Thursday, September 13, 2012

How to be lazy in 10 steps by Marcus Speh

                Laziness is hard work. You need to master the art of doing nothing. It is a skill that over the years pays back more than anybody realizes. Happy that Marcus pays attention to this long-neglected necessity of life. I’m a sloth. Believe me when I say this skill helps me survive in the concrete jungle. When people look at me suspiciously and ask what I’m doing I can honestly say ‘Nothing’. For I do nothing. This is my life. Sloths live to achieve nothing. With these 10 easy steps you’ll be well on your way to achieve nothing in your life. Go through this list with me as we explore what it means to live a lazy, slothful life. 

1.       I stay in bed way beyond the 15 minutes after my alarm clock rings. Usually I stay in bed an additional hour but that’s because I’m a sloth.

2.       Calendars are stupid. My phone tells me what date it is anyway. Any appointments I’ll find about later. 

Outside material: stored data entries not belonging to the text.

//! Market news for the lane runner.
//!
//! While the session runs in news mode a desk task sleeps a random
//! 10–20 seconds, asks the content generator for a headline about a random
//! allowed asset, and hands the result to the session as a command. The
//! session applies it on its own thread of control, so the frame step never
//! waits on the network.

use rand::rngs::StdRng;
use rand::{Rng, SeedableRng};
use std::sync::Arc;
use std::time::Duration;
use tokio::sync::mpsc;
use tokio::task::JoinHandle;
use tracing::{debug, info, warn};

use super::session::SessionCommand;
use super::state::NewsItem;
use crate::llm::ContentGenerator;
use crate::types::Asset;

const MIN_DELAY_SECS: f64 = 10.0;
const MAX_DELAY_SECS: f64 = 20.0;
const MIN_IMPACT: f64 = 0.5;
const MAX_IMPACT: f64 = 1.0;

pub struct NewsDesk {
    generator: Arc<dyn ContentGenerator>,
    pool: Vec<Asset>,
}

impl NewsDesk {
    pub fn new(generator: Arc<dyn ContentGenerator>, pool: Vec<Asset>) -> Self {
        Self { generator, pool }
    }

    /// Wait before the next headline.
    pub fn next_delay<R: Rng + ?Sized>(rng: &mut R) -> Duration {
        Duration::from_secs_f64(rng.gen_range(MIN_DELAY_SECS..MAX_DELAY_SECS))
    }

    /// Pick the asset and signed impact for the next headline.
    /// `None` when no assets are allowed.
    pub fn draw<R: Rng + ?Sized>(&self, rng: &mut R) -> Option<(Asset, f64)> {
        if self.pool.is_empty() {
            return None;
        }
        let asset = self.pool[rng.gen_range(0..self.pool.len())];
        let magnitude = rng.gen_range(MIN_IMPACT..MAX_IMPACT);
        let impact = if rng.gen_bool(0.5) { magnitude } else { -magnitude };
        Some((asset, impact))
    }

    /// Generated headline, or a stock line when generation fails or comes back empty.
    pub async fn headline(&self, asset: Asset, impact: f64) -> String {
        match self.generator.news_headline(asset, impact).await {
            Ok(text) if !text.trim().is_empty() => text.trim().to_string(),
            Ok(_) => format!("Major news hits {}!", asset.symbol),
            Err(e) => {
                warn!(symbol = asset.symbol, error = %e, "Headline generation failed");
                format!("Volatility spike for {}!", asset.symbol)
            }
        }
    }

    /// One news item, ready to apply. `game_time` is stamped by the session.
    pub async fn compose<R: Rng + ?Sized>(&self, rng: &mut R) -> Option<NewsItem> {
        let (asset, impact) = self.draw(rng)?;
        let headline = self.headline(asset, impact).await;
        Some(NewsItem {
            id: format!("news-{}", uuid::Uuid::new_v4()),
            asset,
            headline,
            impact,
            game_time: 0,
        })
    }

    /// Run the desk until the session goes away or the handle is aborted.
    /// The desk holds only a weak sender, so it never keeps the session alive.
    pub fn spawn(self, commands: mpsc::WeakSender<SessionCommand>) -> JoinHandle<()> {
        tokio::spawn(async move {
            let mut rng = StdRng::from_entropy();
            info!(assets = self.pool.len(), "News desk started");
            loop {
                tokio::time::sleep(Self::next_delay(&mut rng)).await;

                let Some(item) = self.compose(&mut rng).await else {
                    debug!("No allowed assets, skipping headline");
                    continue;
                };
                debug!(symbol = item.asset.symbol, impact = item.impact, headline = %item.headline, "News generated");

                let Some(tx) = commands.upgrade() else { break };
                if tx.send(SessionCommand::ApplyNews(item)).await.is_err() {
                    break;
                }
            }
        })
    }
}

// ---------------------------------------------------------------------------
// Tests
// ---------------------------------------------------------------------------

3.       Disorder – here’s a real tough cookie. I keep my place pretty clean. I leave some magazines around so it looks like I read normal people stuff instead of literature on the internet. IRL people just don’t understand the internet. Their loss is my gain. 

4.       Maybe is my no. When people hear me say ‘maybe’ I really mean no. I’m too polite to say no to anything excluding watching sports. I will never watch sports. 

5.       A bad habit a week? I have one bad habit – I’m a sloth. A sin was named after me. What other habit can I adopt that will do that? Answer: nothing at all. 

6.       Eat what I like. That’s what I do. Pizza all day every day: that’s the diet of a sloth on the lookout for free pizza. 

7.       Writing is something I do every day. It brings me great joy. 

8.       Editing writing – what does this even mean? Bloggers don’t need no editing to know how to blog.

9.       Think this one is about grooming. Every day when I wake up I groom extensively. I pat my hair down on my head and I’m good to go. Bed head is my haircut. Whenever somebody says ‘Nice haircut’ I doubt they ever pay attention to me on a regular basis. 

10.   I agree with this regarding my upcoming, uncompleted, un-worked-on novel (or maybe it is worked on) let it happen. Do not force things. Words naturally take shape. Why intrude on them? If you let them dictate what will happen it will be unnatural. 

Wish Marcus Speh lived in America. I should probably hang out with this lazy particle physicist at some point.


  1. You crack me up. But now I must wake my family before turning in myself. Must be slothful, must be. I keep telling myself that but it's hard. I was born busy. I'm trying to hypnotize myself into being lazier. I might use your posts to help with that. I like pizza but it makes me flabby. I don't like watching sports either except with my daughter. What you I think my haircut is also the laziest thing about me (no hair means no hassle). This morning I stepped out on our balcony (our poor inner-city substitute for a garden) and I realized the secret of plants: they just grow. No pressure. I'm looking at you for much needed inspiration, Beach Sloth. No intrusion, just words.

  2. PS. That's not me in the picture btw (the fault's mine...this probably appeared on my blog). Though the boy's cute as a button, but I was sharper-looking (and thinner) as a babe. I still am. I think this boy grew up to be pudgy. The wall plugs prove it: they're American but I grew up in Germany (here)-here's a real photo with me that shows me being (fairly) lazy with my momma (women in the 1960s didn't believe in breast feeding: that would have been lazier still). And here's one with my daddy who had a gold tooth like a pirate, with Egyptian symbols carved in it just so.

    1. Alright I shall use these in the future.